**PROVIDED RECORDS**
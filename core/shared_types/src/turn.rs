use crate::{Role, SessionId, TurnId, UserId};
use serde::{Deserialize, Serialize};
use uuid::Uuid;

/// Inbound message text larger than this is rejected as input-invalid.
pub const MAX_MESSAGE_BYTES: usize = 16 * 1024;

/// One redacted prior exchange supplied by the transport.
#[derive(Serialize, Deserialize, Debug, Clone)]
pub struct HistoryTurn {
    /// "user" or "assistant".
    pub speaker: Speaker,
    pub text_redacted: String,
}

#[derive(Serialize, Deserialize, Debug, Clone, Copy, PartialEq, Eq)]
#[serde(rename_all = "snake_case")]
pub enum Speaker {
    User,
    Assistant,
}

/// The transport-facing request for one turn.
#[derive(Serialize, Deserialize, Debug, Clone)]
pub struct TurnRequest {
    pub user_id: UserId,
    pub role: Role,
    #[serde(default)]
    pub session_id: Option<SessionId>,
    pub text: String,
    #[serde(default)]
    pub history: Vec<HistoryTurn>,
}

/// The transport-facing response. `reply` is always non-empty; failures
/// inside the core surface as degraded-but-successful turns.
#[derive(Serialize, Deserialize, Debug, Clone)]
pub struct TurnResponse {
    pub reply: String,
    pub metadata: TurnMetadata,
}

#[derive(Serialize, Deserialize, Debug, Clone)]
pub struct TurnMetadata {
    pub session_id: SessionId,
    pub turn_id: TurnId,
    #[serde(default, skip_serializing_if = "Option::is_none")]
    pub risk_level: Option<crate::RiskLevel>,
    #[serde(default, skip_serializing_if = "Option::is_none")]
    pub plan_id: Option<Uuid>,
    #[serde(default, skip_serializing_if = "Option::is_none")]
    pub case_id: Option<Uuid>,
    pub agents_invoked: Vec<String>,
    pub tools_invoked: Vec<String>,
    pub processing_time_ms: u64,
}

impl TurnMetadata {
    pub fn new(session_id: SessionId, turn_id: TurnId) -> Self {
        Self {
            session_id,
            turn_id,
            risk_level: None,
            plan_id: None,
            case_id: None,
            agents_invoked: Vec::new(),
            tools_invoked: Vec::new(),
            processing_time_ms: 0,
        }
    }
}

#[cfg(test)]
mod tests {
    use super::*;

    #[test]
    fn turn_request_defaults_optional_fields() {
        let req: TurnRequest = serde_json::from_str(
            r#"{"user_id": 42, "role": "student", "text": "halo"}"#,
        )
        .unwrap();
        assert_eq!(req.user_id, 42);
        assert!(req.session_id.is_none());
        assert!(req.history.is_empty());
    }

    #[test]
    fn metadata_omits_absent_ids() {
        let meta = TurnMetadata::new("sess".to_string(), Uuid::new_v4());
        let json = serde_json::to_value(&meta).unwrap();
        assert!(json.get("plan_id").is_none());
        assert!(json.get("case_id").is_none());
        assert!(json.get("risk_level").is_none());
    }
}
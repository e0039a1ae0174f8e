//! The authoritative tool manifest.
//!
//! Every tool the model may call is enumerated here, together with its
//! argument schema, deadline and role gating. Any name outside this list is
//! answered with a structured `unknown_tool` result — never an error path.

use serde_json::{json, Value};
use shared_types::{Role, ToolBudgetsConfig, ToolSpec};
use std::time::Duration;

#[derive(Debug, Clone, Copy, PartialEq, Eq, Hash)]
pub enum ToolName {
    RunSafetyTriage,
    RunSupportCoach,
    RunServiceDesk,
    GetUserInterventionPlans,
    GetMentalHealthResources,
    GetUserProfile,
    CreateInterventionPlan,
    GetAssignedCases,
}

impl ToolName {
    pub const ALL: [ToolName; 8] = [
        ToolName::RunSafetyTriage,
        ToolName::RunSupportCoach,
        ToolName::RunServiceDesk,
        ToolName::GetUserInterventionPlans,
        ToolName::GetMentalHealthResources,
        ToolName::GetUserProfile,
        ToolName::CreateInterventionPlan,
        ToolName::GetAssignedCases,
    ];

    pub fn as_str(self) -> &'static str {
        match self {
            ToolName::RunSafetyTriage => "run_safety_triage",
            ToolName::RunSupportCoach => "run_support_coach",
            ToolName::RunServiceDesk => "run_service_desk",
            ToolName::GetUserInterventionPlans => "get_user_intervention_plans",
            ToolName::GetMentalHealthResources => "get_mental_health_resources",
            ToolName::GetUserProfile => "get_user_profile",
            ToolName::CreateInterventionPlan => "create_intervention_plan",
            ToolName::GetAssignedCases => "get_assigned_cases",
        }
    }

    pub fn parse(name: &str) -> Option<Self> {
        Self::ALL.iter().copied().find(|t| t.as_str() == name)
    }

    /// Which roles may see and call this tool.
    pub fn available_to(self, role: Role) -> bool {
        match self {
            ToolName::GetAssignedCases => matches!(role, Role::Counsellor | Role::Admin),
            _ => true,
        }
    }

    /// Hard deadline for one invocation.
    pub fn deadline(self, budgets: &ToolBudgetsConfig) -> Duration {
        let ms = match self {
            ToolName::RunSafetyTriage => budgets.safety_triage_ms,
            ToolName::RunSupportCoach | ToolName::CreateInterventionPlan => {
                budgets.support_coach_ms
            }
            ToolName::RunServiceDesk => budgets.service_desk_ms,
            ToolName::GetMentalHealthResources => budgets.catalogue_read_ms,
            ToolName::GetUserInterventionPlans
            | ToolName::GetUserProfile
            | ToolName::GetAssignedCases => budgets.catalogue_read_ms,
        };
        Duration::from_millis(ms)
    }

    /// Sub-agent engine this tool fans out to, for response metadata.
    pub fn agent_name(self) -> Option<&'static str> {
        match self {
            ToolName::RunSafetyTriage => Some(safety_triage_agent::AGENT_NAME),
            ToolName::RunSupportCoach | ToolName::CreateInterventionPlan => {
                Some(support_coach_agent::AGENT_NAME)
            }
            ToolName::RunServiceDesk => Some(service_desk_agent::AGENT_NAME),
            _ => None,
        }
    }

    /// Tools that only read state may execute concurrently within one model
    /// turn; agent engines run sequentially in manifest order.
    pub fn is_read_only(self) -> bool {
        matches!(
            self,
            ToolName::GetUserInterventionPlans
                | ToolName::GetMentalHealthResources
                | ToolName::GetUserProfile
                | ToolName::GetAssignedCases
        )
    }

    fn spec(self) -> ToolSpec {
        let (description, parameters) = match self {
            ToolName::RunSafetyTriage => (
                "Run a full safety assessment of the current message. Use when the \
                 student expresses emotional distress, risk, or a significant change in tone.",
                json!({
                    "type": "object",
                    "properties": {
                        "reason": { "type": "string", "description": "Why triage is needed" }
                    },
                    "required": []
                }),
            ),
            ToolName::RunSupportCoach => (
                "Build and save a short structured coping plan for the student's current \
                 concern. Requires a prior safety assessment this turn.",
                json!({
                    "type": "object",
                    "properties": {
                        "focus": { "type": "string", "description": "What the plan should address" }
                    },
                    "required": []
                }),
            ),
            ToolName::RunServiceDesk => (
                "Escalate to a human counsellor by opening a case. Use for high-risk \
                 situations or when the student asks for a human.",
                json!({
                    "type": "object",
                    "properties": {
                        "reason": { "type": "string" }
                    },
                    "required": []
                }),
            ),
            ToolName::GetUserInterventionPlans => (
                "Fetch the student's most recent active intervention plans.",
                json!({
                    "type": "object",
                    "properties": {
                        "limit": { "type": "integer", "minimum": 1, "maximum": 10 }
                    },
                    "required": []
                }),
            ),
            ToolName::GetMentalHealthResources => (
                "Fetch curated mental-health resources for a topic.",
                json!({
                    "type": "object",
                    "properties": {
                        "topic": { "type": "string", "description": "e.g. academic_stress" }
                    },
                    "required": ["topic"]
                }),
            ),
            ToolName::GetUserProfile => (
                "Read the student's public profile fields.",
                json!({ "type": "object", "properties": {}, "required": [] }),
            ),
            ToolName::CreateInterventionPlan => (
                "Directly create a coping plan of a given type for the student.",
                json!({
                    "type": "object",
                    "properties": {
                        "plan_type": {
                            "type": "string",
                            "enum": ["calm_down", "break_down_problem", "general_coping"]
                        }
                    },
                    "required": []
                }),
            ),
            ToolName::GetAssignedCases => (
                "List the counsellor's open cases, most severe first.",
                json!({
                    "type": "object",
                    "properties": {
                        "limit": { "type": "integer", "minimum": 1, "maximum": 10 }
                    },
                    "required": []
                }),
            ),
        };

        ToolSpec {
            name: self.as_str().to_string(),
            description: description.to_string(),
            parameters,
        }
    }
}

/// The manifest advertised to the model for a given caller role.
pub fn manifest(role: Role) -> Vec<ToolSpec> {
    ToolName::ALL
        .iter()
        .filter(|t| t.available_to(role))
        .map(|t| t.spec())
        .collect()
}

/// Structured result of one tool execution, fed back to the model verbatim.
/// Failures are data, not exceptions.
pub fn ok_result(data: Value) -> Value {
    json!({ "status": "ok", "data": data })
}

pub fn error_result(error: &str) -> Value {
    json!({ "status": "error", "error": error })
}

pub fn timeout_result() -> Value {
    json!({ "status": "timeout" })
}

pub fn unknown_tool_result() -> Value {
    json!({ "status": "unknown_tool", "error": "tool_not_implemented" })
}

/// Startup self-check: every manifest entry must round-trip through the
/// parser that the dispatcher keys on. Catches manifest/dispatcher drift at
/// boot rather than mid-conversation.
pub fn self_check() -> Result<(), String> {
    for role in [Role::Student, Role::Counsellor, Role::Admin] {
        for spec in manifest(role) {
            let parsed = ToolName::parse(&spec.name)
                .ok_or_else(|| format!("manifest tool '{}' has no dispatcher entry", spec.name))?;
            if !parsed.available_to(role) {
                return Err(format!(
                    "manifest tool '{}' advertised to a role it rejects",
                    spec.name
                ));
            }
        }
    }
    Ok(())
}
use async_trait::async_trait;
use serde::{Deserialize, Serialize};
use serde_json::Value;
use std::fmt;

/// Failure modes of an LLM call. These surface as degraded behaviour, never
/// as a user-visible error.
#[derive(Debug, Clone, PartialEq, Eq)]
pub enum ModelError {
    /// Provider unreachable or returned a non-success status.
    Unavailable(String),
    /// Call exceeded its deadline.
    Timeout(String),
    /// Provider answered but the body was not usable.
    InvalidResponse(String),
}

impl fmt::Display for ModelError {
    fn fmt(&self, f: &mut fmt::Formatter<'_>) -> fmt::Result {
        match self {
            ModelError::Unavailable(msg) => write!(f, "model unavailable: {}", msg),
            ModelError::Timeout(msg) => write!(f, "model timeout: {}", msg),
            ModelError::InvalidResponse(msg) => write!(f, "invalid model response: {}", msg),
        }
    }
}

impl std::error::Error for ModelError {}

/// Role of one message in a chat exchange.
#[derive(Serialize, Deserialize, Debug, Clone, Copy, PartialEq, Eq)]
#[serde(rename_all = "snake_case")]
pub enum ChatRole {
    System,
    User,
    Assistant,
    Tool,
}

#[derive(Serialize, Deserialize, Debug, Clone)]
pub struct ChatMessage {
    pub role: ChatRole,
    pub content: String,
    /// Set on `Tool` messages: which tool call this result answers.
    #[serde(default, skip_serializing_if = "Option::is_none")]
    pub tool_call_id: Option<String>,
    /// Set on `Assistant` messages that requested tool calls; echoed back to
    /// the provider in wire format on the next loop iteration.
    #[serde(default, skip_serializing_if = "Option::is_none")]
    pub tool_calls: Option<Value>,
}

impl ChatMessage {
    pub fn system(content: impl Into<String>) -> Self {
        Self {
            role: ChatRole::System,
            content: content.into(),
            tool_call_id: None,
            tool_calls: None,
        }
    }

    pub fn user(content: impl Into<String>) -> Self {
        Self {
            role: ChatRole::User,
            content: content.into(),
            tool_call_id: None,
            tool_calls: None,
        }
    }

    pub fn assistant(content: impl Into<String>) -> Self {
        Self {
            role: ChatRole::Assistant,
            content: content.into(),
            tool_call_id: None,
            tool_calls: None,
        }
    }

    pub fn tool_result(call_id: impl Into<String>, content: impl Into<String>) -> Self {
        Self {
            role: ChatRole::Tool,
            content: content.into(),
            tool_call_id: Some(call_id.into()),
            tool_calls: None,
        }
    }

    /// Assistant message that carries the provider-format tool calls being
    /// answered by subsequent `Tool` messages.
    pub fn assistant_tool_calls(tool_calls: Value) -> Self {
        Self {
            role: ChatRole::Assistant,
            content: String::new(),
            tool_call_id: None,
            tool_calls: Some(tool_calls),
        }
    }
}

/// A tool advertised to the model: name, description, JSON schema of its
/// arguments.
#[derive(Serialize, Deserialize, Debug, Clone)]
pub struct ToolSpec {
    pub name: String,
    pub description: String,
    pub parameters: Value,
}

/// A tool call requested by the model.
#[derive(Serialize, Deserialize, Debug, Clone)]
pub struct ToolInvocation {
    pub call_id: String,
    pub name: String,
    pub arguments: Value,
}

/// What a single model turn produced: either a natural-language reply that
/// terminates the loop, or a batch of tool calls to execute.
#[derive(Debug, Clone)]
pub enum ChatOutcome {
    Reply(String),
    ToolCalls(Vec<ToolInvocation>),
}

/// One request to a function-calling chat endpoint.
#[derive(Debug, Clone)]
pub struct ChatRequest {
    pub messages: Vec<ChatMessage>,
    pub tools: Vec<ToolSpec>,
}

/// Seam to a tool-calling chat model. Implemented over HTTP in production
/// and by scripted fakes in tests.
#[async_trait]
pub trait ChatModel: Send + Sync {
    async fn chat(&self, request: ChatRequest) -> Result<ChatOutcome, ModelError>;
}

/// One request for a single structured (strict-JSON) completion, used by the
/// triage and safety-review prompts.
#[derive(Debug, Clone)]
pub struct CompletionRequest {
    pub system: String,
    pub user: String,
    /// Ask the provider for strict JSON output.
    pub strict_json: bool,
}

/// Seam to a plain completion used by agent engines. Kept separate from
/// `ChatModel` so agents never see the tool manifest.
#[async_trait]
pub trait StructuredModel: Send + Sync {
    async fn complete(&self, request: CompletionRequest) -> Result<String, ModelError>;
}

**TASK PROMPT**
Check every line of the data, and copy the ones that contain "static".

**TASK RESULT**
    pub fn as_str(self) -> &'static str {
    pub fn agent_name(self) -> Option<&'static str> {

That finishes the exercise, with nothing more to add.